In the weekly accumulated, the CCL grew 9.6% ($18.26) and the MEP climbed 8.9% ($16.94). It is worth remembering that between the end of January and the beginning of this month, prices had dropped by more than $40. During this period, many investors took the opportunity to carry out “carry trades” taking advantage of the high yields of bonds tied to inflation and the lowering of the “greenback”.
Nevertheless, “in just three days the ‘carry’ was erased two months for an investor who was making a rate in pesos with a fixed term adjustable by the Badlar rate or just over a month for an investor positioned in the short section of the CER (inflation) curve,” according to Portfolio Personal Inversiones.
The rebounds occurred in a scenario in which retail prices grew 6.7% in March and a floor of at least 5% is expected in April, with a projection towards a minimum of 60% by 2022 according to consultants private.
At the same time, the Executive Branch announced a new monetary aid for those sectors hardest hit by inflation, whose financing is still an unknown since it could be given through indebtedness in pesos with the market, through a tax on “unexpected income” as intended the Minister of Economy, Martín Guzmán, or with the largest monetary issue, this last channel being the one that most worries the market.
In this context, this week it was known that the fiscal deficit for the first quarter reached some $192.7 billion (0.27% of GDP). Although the goal agreed with the IMF was overachieved, some analysts warned that this was fundamentally due to the way in which the difference between the effective value raised by debt issues in pesos and the nominal value of what was placed was accounted for.
From Investing in the Stock Market they estimate that the rate of devaluation will continue between 3.5% and 4% per month, for which they consider “that a rise in the gap will be explained by the CCL side.”

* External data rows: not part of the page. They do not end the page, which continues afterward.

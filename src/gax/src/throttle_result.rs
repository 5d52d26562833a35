// Copyright 2026 Google LLC
//
// Licensed under the Apache License, Version 2.0 (the "License");
// you may not use this file except in compliance with the License.
// You may obtain a copy of the License at
//
//     https://www.apache.org/licenses/LICENSE-2.0
//
// Unless required by applicable law or agreed to in writing, software
// distributed under the License is distributed on an "AS IS" BASIS,
// WITHOUT WARRANTIES OR CONDITIONS OF ANY KIND, either express or implied.
// See the License for the specific language governing permissions and
// limitations under the License.


//! Defines types related to throttling the retry loop.

use crate::error::Error;

/// The result of a retry throttling control decision.
///
/// The retry loop may throttle some retry attempts: the request previously
/// failed and it is retryable, but the retry throttler has no budget left. In
/// such cases the attempt is not started, and the retry policy is consulted
/// to determine if the retry loop should continue.
#[derive(Debug)]
pub enum ThrottleResult {
    /// The error is retryable, but the policy is stopping the loop.
    Exhausted(Error),

    /// The error was retryable, continue the loop.
    Continue(Error),
}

“You are seeing a market sensitive to recent political news driving the current CCL rebound. In turn, as agriculture sells off its crop and the opportunity cost of not carrying trades declines, we believe the CCL will continue to gain strength. as seen last year converging with the reference value of our benchmark or even to a higher level Although we imagine that the CCL will drive the gap up, we see it as difficult for it to reach levels of 123% as in January 2022 (pre agreement with the IMF),” the entity said.
official dollar
In the official segment, the wholesale dollar rose 14 cents to $114.23. In this way, the BCRA validated its largest weekly devaluation since October 2020 ($1.26 or 1.1%). So far this month, with one business week to go, the currency has already climbed almost 3%.
The monetary authority ended its participation today with purchases for almost US$15 millionin the week it accumulated US$152 million and in the month it is in the order of US$174 million, always in net terms.
For its part, the retail dollar -without taxes- increased 11 cents to $119.69, according to the average in the main banks of the financial system. In turn, the retail value of the bill at Banco Nación increased 25 cents to $119.
The solidarity dollar -which includes 30% of the PAÍS tax and 35% deductible from profits- grew 18 cents to $197.49 on average.
The blue dollar woke up abruptly and rose in just four days $8to crown its biggest weekly rise in three months, according to a survey by Ámbito in the Black Market of Currencies.
The informal dollar rose $1 this Friday up to $203and reached a nominal maximum of more than a month, with which the gap with the official price widened to 77.7%.
During the week, the parallel dollar accumulated a rise of $8, the highest since January.